Les démocrates avaient remporté, aux élections de mi-mandat de 2018, la Chambre des représentants tandis que les républicains avaient réussi à arracher deux sièges au Sénat. Suffisant à l’époque pour lancer des commissions d’enquête et voter deux impeachments. Donald Trump garde le souvenir douloureux de cette vaguelette bleue qui avait gâché la deuxième moitié de son mandat, empêché l’édification du mur à la frontière sud, coûté peut-être sa réélection.

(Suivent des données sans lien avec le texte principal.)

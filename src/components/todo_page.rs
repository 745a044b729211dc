//! Todo Page Component
//!
//! Header, profile menu, add button and the grid of sticky notes. Every
//! mutation is followed by a full re-fetch; nothing is updated optimistically.

use leptos::prelude::*;
use leptos::task::spawn_local;
use reactive_stores::Store;

use crate::board::{self, BoardData, LoadSequence, TodoForm};
use crate::components::{ProfileMenu, StickyNote, TodoFormPopup};
use crate::context::use_app_context;
use crate::models::TodoItem;
use crate::presentation::{note_key, sorted_newest_first};
use crate::store::{store_apply, BoardState, BoardStateStoreFields, BoardStore};

/// Write a load result; `None` means a newer load superseded it.
fn apply(store: BoardStore, data: Option<BoardData>) {
    if let Some(data) = data {
        store_apply(&store, data);
    }
}

fn alert(message: &str) {
    let _ = window().alert_with_message(message);
}

#[component]
pub fn TodoPage() -> impl IntoView {
    let ctx = use_app_context();
    let store: BoardStore = Store::new(BoardState::default());
    let loads = LoadSequence::default();

    // Some(..) while the popup is open
    let (form, set_form) = signal::<Option<TodoForm>>(None);
    let (form_error, set_form_error) = signal(String::new());

    // Load on mount
    {
        let ctx = ctx.clone();
        let loads = loads.clone();
        Effect::new(move |_| {
            let api = ctx.api();
            let loads = loads.clone();
            spawn_local(async move {
                apply(store, board::load(&api, &loads).await);
            });
        });
    }

    let open_add = move |_| {
        set_form_error.set(String::new());
        set_form.set(Some(TodoForm::default()));
    };

    let on_cancel = Callback::new(move |_: ()| {
        set_form_error.set(String::new());
        set_form.set(None);
    });

    let on_submit = {
        let ctx = ctx.clone();
        let loads = loads.clone();
        Callback::new(move |_: ()| {
            let Some(current) = form.get_untracked() else { return };
            let api = ctx.api();
            let loads = loads.clone();
            spawn_local(async move {
                match board::submit_form(&api, &loads, &current).await {
                    Ok(data) => {
                        set_form_error.set(String::new());
                        set_form.set(None);
                        apply(store, data);
                    }
                    Err(e) => set_form_error.set(e.to_string()),
                }
            });
        })
    };

    let on_toggle = {
        let ctx = ctx.clone();
        let loads = loads.clone();
        Callback::new(move |(id, is_done): (String, bool)| {
            let api = ctx.api();
            let loads = loads.clone();
            spawn_local(async move {
                match board::set_done(&api, &loads, &id, is_done).await {
                    Ok(data) => apply(store, data),
                    Err(e) => alert(&e.to_string()),
                }
            });
        })
    };

    let on_edit = Callback::new(move |item: TodoItem| {
        set_form_error.set(String::new());
        set_form.set(Some(TodoForm::for_item(&item)));
    });

    let on_delete = {
        let ctx = ctx.clone();
        let loads = loads.clone();
        Callback::new(move |id: String| {
            let api = ctx.api();
            let loads = loads.clone();
            spawn_local(async move {
                match board::delete(&api, &loads, &id).await {
                    Ok(data) => {
                        set_form_error.set(String::new());
                        set_form.set(None);
                        apply(store, data);
                    }
                    Err(e) => alert(&e.to_string()),
                }
            });
        })
    };

    let owner = Signal::derive(move || store.owner().get());
    let sorted_todos = move || sorted_newest_first(&store.todos().read());

    view! {
        <div class="todo-container">
            <header class="todo-header">
                <h1>
                    "Start your Todo " <span>{move || format!("({})", store.todos().read().len())}</span>
                </h1>
                <ProfileMenu owner=owner />
            </header>

            <TodoFormPopup
                form=form
                set_form=set_form
                error=form_error
                on_submit=on_submit
                on_cancel=on_cancel
            />

            <div class="todo-grid" data-cy="todo-item-wrapper">
                <div
                    class="sticky-note add-button-box"
                    style="display: flex; justify-content: center; align-items: center; cursor: pointer;"
                    on:click=open_add
                >
                    <span style="font-size: 3rem;">"＋"</span>
                </div>

                <For
                    each=sorted_todos
                    key=note_key
                    children=move |item| {
                        view! {
                            <StickyNote
                                item=item
                                on_toggle=on_toggle
                                on_edit=on_edit
                                on_delete=on_delete
                            />
                        }
                    }
                />
            </div>
        </div>
    }
}
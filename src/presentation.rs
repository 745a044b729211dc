//! Presentation Helpers
//!
//! Color contrast, date badges, ordering and avatar URLs for sticky notes.

use chrono::{DateTime, Local, TimeZone, Utc};
use percent_encoding::{utf8_percent_encode, NON_ALPHANUMERIC};

use crate::config::DEFAULT_NOTE_COLOR;
use crate::models::{TodoItem, UserInfo};

const LIGHT_FOREGROUND: &str = "#fff";
const DARK_FOREGROUND: &str = "#000";

/// Whether a `#rrggbb` color is dark enough to need light text.
///
/// Uses `0.299·R + 0.587·G + 0.114·B` on 8-bit channels with a threshold
/// of 128. Colors whose channels cannot be decoded count as light.
pub fn is_dark_color(hex_color: &str) -> bool {
    let hex = hex_color.replace('#', "");
    let channel = |range: std::ops::Range<usize>| {
        hex.get(range).and_then(|s| u8::from_str_radix(s, 16).ok())
    };

    match (channel(0..2), channel(2..4), channel(4..6)) {
        (Some(r), Some(g), Some(b)) => {
            let luminance = 0.299 * f64::from(r) + 0.587 * f64::from(g) + 0.114 * f64::from(b);
            luminance < 128.0
        }
        _ => false,
    }
}

/// Background color of a note, falling back to the default pink.
pub fn note_color(item: &TodoItem) -> &str {
    item.color.as_deref().filter(|c| !c.is_empty()).unwrap_or(DEFAULT_NOTE_COLOR)
}

/// Text color to put over `background`.
pub fn foreground_for(background: &str) -> &'static str {
    if is_dark_color(background) { LIGHT_FOREGROUND } else { DARK_FOREGROUND }
}

/// CSS class for icon buttons over `background`.
pub fn icon_class_for(background: &str) -> &'static str {
    if is_dark_color(background) { "light-text" } else { "dark-text" }
}

/// Date and time badge text
#[derive(Debug, Clone, PartialEq)]
pub struct DateBadges {
    /// `5 March 2024`
    pub date: String,
    /// `08:15`
    pub time: String,
}

pub fn format_date_time_in<Tz: TimeZone>(dt: &DateTime<Utc>, tz: &Tz) -> DateBadges
where
    Tz::Offset: std::fmt::Display,
{
    let local = dt.with_timezone(tz);
    DateBadges {
        date: local.format("%-d %B %Y").to_string(),
        time: local.format("%H:%M").to_string(),
    }
}

/// Badges in the browser's time zone
pub fn format_date_time(dt: &DateTime<Utc>) -> DateBadges {
    format_date_time_in(dt, &Local)
}

/// Most recently created first. Display-time only.
pub fn sort_newest_first(items: &mut [TodoItem]) {
    items.sort_by(|a, b| b.created_at.cmp(&a.created_at));
}

pub fn sorted_newest_first(items: &[TodoItem]) -> Vec<TodoItem> {
    let mut sorted = items.to_vec();
    sort_newest_first(&mut sorted);
    sorted
}

/// Generated avatar for the header; `U` stands in for a missing profile.
/// Key of a rendered note. Covers every field the note displays, so an edit
/// rebuilds the note even when the backend leaves `updatedAt` untouched.
pub type NoteKey = (String, DateTime<Utc>, bool, String, Option<String>, Option<String>);

pub fn note_key(item: &TodoItem) -> NoteKey {
    (
        item.id.clone(),
        item.updated_at,
        item.is_done,
        item.title.clone(),
        item.description.clone(),
        item.color.clone(),
    )
}

pub fn avatar_url(owner: Option<&UserInfo>) -> String {
    let first = owner.map(|o| o.first_name.as_str()).filter(|n| !n.is_empty()).unwrap_or("U");
    let last = owner.map(|o| o.last_name.as_str()).unwrap_or("");
    format!(
        "https://ui-avatars.com/api/?name={}+{}",
        utf8_percent_encode(first, NON_ALPHANUMERIC),
        utf8_percent_encode(last, NON_ALPHANUMERIC),
    )
}

pub fn owner_label(owner: Option<&UserInfo>) -> String {
    owner.map(UserInfo::display_name).unwrap_or_else(|| "User".to_string())
}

Vingt mois avant ce scrutin, Donald Trump se lance donc de bonne heure dans une campagne au long cours. Il le fait ouvertement. Première salve lors du très guindé dîner des gouverneurs, la semaine dernière, à la Maison-Blanche. « On dit que lorsque vous remportez la présidence, les élections de mi-mandat ne vous sont pas favorables mais je crois que nous allons réussir. Je pense que nous allons considérablement augmenter nos marges ! », a déclaré Donald Trump, révélant sa stratégie consistant à exploiter à fond ce soutien populaire dont il bénéficie depuis sa victoire.
Un trésor de guerre
Dès le 6 novembre, le président élu a ainsi ordonné à ses conseillers de harceler au téléphone les donateurs du Parti républicain, laissant carrément entendre que les fonds collectés serviraient à un troisième mandat (inconstitutionnel pour l’instant) avant de réaffecter ce trésor de guerre. « Si je ne peux pas le dépenser pour moi, je suppose que cela signifie que je vais le dépenser pour certains de mes amis, n’est-ce pas ? », a-t-il glissé lors de cette même soirée. À l’en croire, le républicain avait déjà récolté 608 millions de dollars, trois semaines à peine à près la défaite de Kamala Harris ! De quoi subventionner copieusement ses fidèles qui, avant même les primaires des différentes élections, se disputent le soutien du chef.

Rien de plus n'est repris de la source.